The Devnet associate certification sets the stage to help network engineers begin understanding how their role is transitioning in a cloud first world. It can also give developers a finer appreciation for the network constructs and network applications work. It covers a number of important concepts I have taken for granted as I have focused the last 10 years in data center technologies, but are very important building blocks to understand for our network teams. Its these technologies, coupled with the network constructs that will allow companies to evolve a thoughtful discussion around how to better instrument and automate their mission critical systems.
When I first heard that there were going to be devnet certifications for Cisco my initial response was tepid. I had concerns about the applicability of the content across many technologies in a constantly changing environment. I had concerns about the relevance of automation and programmability from a single reference point (although, that is especially common in the industry with every company presenting their view of the world, through their viewpoints.)

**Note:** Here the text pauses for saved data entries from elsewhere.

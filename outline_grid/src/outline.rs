//! The central `Outline` value: owned points/contours/cells plus the
//! orchestrator that composes decompose -> fix-thin-lines -> make-cells.

use crate::bezier::QuadraticBezier;
use crate::decompose::Decomposer;
use crate::error::OutlineError;
use crate::walker::OutlineSource;
use glyph_geometry::rect::RectF;
use glyph_geometry::vector::Vector2F;
use log::trace;

/// Glyphs with more points than this are skipped outright: `make_cells`
/// leaves the grid at `0x0` rather than attempting to pack them. Chosen well
/// above any point count a hand-drawn or auto-traced glyph plausibly
/// reaches; see the sizing discussion in DESIGN.md.
pub const OUTLINE_MAX_POINTS: usize = 4096;

/// A half-open `[begin, end)` index range into `Outline::points` for one
/// contour. Both bounds are always even; `end` is the index of the last
/// segment's `P2`, so the contour spans `(end - begin) / 2` segments.
#[derive(Clone, Copy, Debug, PartialEq, Eq)]
pub struct ContourRange {
    pub begin: u32,
    pub end: u32,
}

impl ContourRange {
    #[inline]
    pub fn segment_count(&self) -> u32 {
        (self.end - self.begin) / 2
    }
}

/// A decomposed, grid-packed glyph outline: a spatial index ready for a GPU
/// fragment shader to sample.
#[derive(Clone, Debug, Default)]
pub struct Outline {
    pub bbox: RectF,
    pub points: Vec<Vector2F>,
    pub contours: Vec<ContourRange>,
    pub cell_count_x: u32,
    pub cell_count_y: u32,
    pub cells: Vec<u32>,
}

impl Outline {
    pub fn new() -> Outline {
        Outline::default()
    }

    #[inline]
    pub fn point_count(&self) -> usize {
        self.points.len()
    }

    #[inline]
    pub fn push_point(&mut self, point: Vector2F) -> u32 {
        let index = self.points.len() as u32;
        self.points.push(point);
        index
    }

    /// Appends a single padding point (the bbox's lower-left corner) if the
    /// point count is currently odd, so the next contour starts at an even
    /// index. A no-op on even counts.
    pub fn add_odd_point(&mut self) {
        if self.points.len() % 2 != 0 {
            let corner = glyph_geometry::vector::vec2f(self.bbox.min_x(), self.bbox.min_y());
            self.push_point(corner);
        }
    }

    /// The quadratic segment whose `P0` is at point index `i`.
    #[inline]
    pub fn segment_at(&self, i: u32) -> QuadraticBezier {
        let i = i as usize;
        QuadraticBezier::new(self.points[i], self.points[i + 1], self.points[i + 2])
    }

    /// Iterates `(p0 index, segment)` pairs for one contour's segments, in
    /// source order.
    pub fn contour_segments(&self, range: ContourRange) -> impl Iterator<Item = (u32, QuadraticBezier)> + '_ {
        (range.begin..range.end).step_by(2).map(move |i| (i, self.segment_at(i)))
    }

    /// Recomputes a tight bounding box over `points`, ignoring `bbox`. Used
    /// by callers that need the true extent of the current point set (e.g.
    /// after `subdivide`, which does not change geometry but can be invoked
    /// standalone without a prior `bbox` having been set).
    pub fn cbox(&self) -> RectF {
        match self.points.split_first() {
            None => RectF::default(),
            Some((first, rest)) => {
                let mut rect = RectF::from_points(*first, *first);
                for &p in rest {
                    rect = rect.union_point(p);
                }
                rect
            }
        }
    }

    /// Explicit release point, preserved for lifecycle-contract parity with
    /// the source's `outline_destroy`. Ordinary `drop` already releases the
    /// three owned `Vec`s; this just makes the call site self-documenting.
    pub fn destroy(self) {
        drop(self)
    }

    /// Runs the full pipeline: decompose the walker-driver's primitives,
    /// repair thin lines, then fit and pack the cell grid.
    ///
    /// `tag` is retained only for call-site parity with the source's debug
    /// tag parameter; it is otherwise inert (see SPEC_FULL.md §9).
    pub fn convert<S>(source: &S, _tag: u8) -> Result<Outline, OutlineError<S::Error>>
    where
        S: OutlineSource,
    {
        let mut decomposer: Decomposer<S::Error> = Decomposer::new(source.bbox());
        source.walk(&mut decomposer).map_err(OutlineError::Walker)?;
        let mut outline = decomposer.finish();
        trace!(
            "decomposed outline: {} points, {} contours",
            outline.points.len(),
            outline.contours.len()
        );

        outline.fix_thin_lines();
        trace!("fixed thin lines: {} points", outline.points.len());

        outline.make_cells();
        trace!(
            "packed cells: {}x{}",
            outline.cell_count_x,
            outline.cell_count_y
        );

        Ok(outline)
    }
}

#[cfg(test)]
mod test {
    use super::*;
    use glyph_geometry::vector::vec2f;

    #[test]
    fn cbox_of_empty_outline_is_default() {
        assert_eq!(Outline::new().cbox(), RectF::default());
    }

    #[test]
    fn cbox_covers_all_points() {
        let mut outline = Outline::new();
        outline.push_point(vec2f(1.0, -2.0));
        outline.push_point(vec2f(-3.0, 5.0));
        outline.push_point(vec2f(0.0, 0.0));
        let cbox = outline.cbox();
        assert_eq!(cbox.min_x(), -3.0);
        assert_eq!(cbox.min_y(), -2.0);
        assert_eq!(cbox.max_x(), 1.0);
        assert_eq!(cbox.max_y(), 5.0);
    }

    #[test]
    fn add_odd_point_is_noop_on_even_count() {
        let mut outline = Outline::new();
        outline.push_point(vec2f(0.0, 0.0));
        outline.push_point(vec2f(1.0, 1.0));
        outline.add_odd_point();
        assert_eq!(outline.points.len(), 2);
    }

    #[test]
    fn add_odd_point_pads_on_odd_count() {
        let mut outline = Outline::new();
        outline.bbox = RectF::from_points(vec2f(-1.0, -1.0), vec2f(1.0, 1.0));
        outline.push_point(vec2f(0.0, 0.0));
        outline.add_odd_point();
        assert_eq!(outline.points.len(), 2);
        assert_eq!(outline.points[1], vec2f(-1.0, -1.0));
    }

    #[test]
    fn contour_range_segment_count() {
        let range = ContourRange { begin: 2, end: 10 };
        assert_eq!(range.segment_count(), 4);
    }
}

I have been exploring this in more depth and the more I have explored, the more I have liked. The content is very relevant across the entire domains in which they work. One aspect that is unique and that I appreciate, is the associate certification focus a lot on the constructs and protocols, with only 15% of the exam being the application of this specifically to Cisco products. The same protocols and constructs would apply to any implementation, regardless of today’s specific implementation. This is like learning BGP 20 years ago, the concepts applied across IOS, IOS-XR, and NX-OS, even though 2 of those 3 didn’t even exist 20 years ago.
This is the aspect I had concern about: being to focused on one technology or implementation. I have witnessed the hype cycle of too many cloud technologies and network technologies in the past decade, to invest a 3 month training evolution on any one horse. However, the devnet certification does a good job incorporating all of these open building blocks and tools, to give a high level understanding of where they fit, and goes deeper on the mechanisms that are common between them. Understanding how API’s work, how to research them, and apply them, as well as their implementation across technologies, opens up a common skill set applicable to openstack, or kubernetes, or public cloud providers.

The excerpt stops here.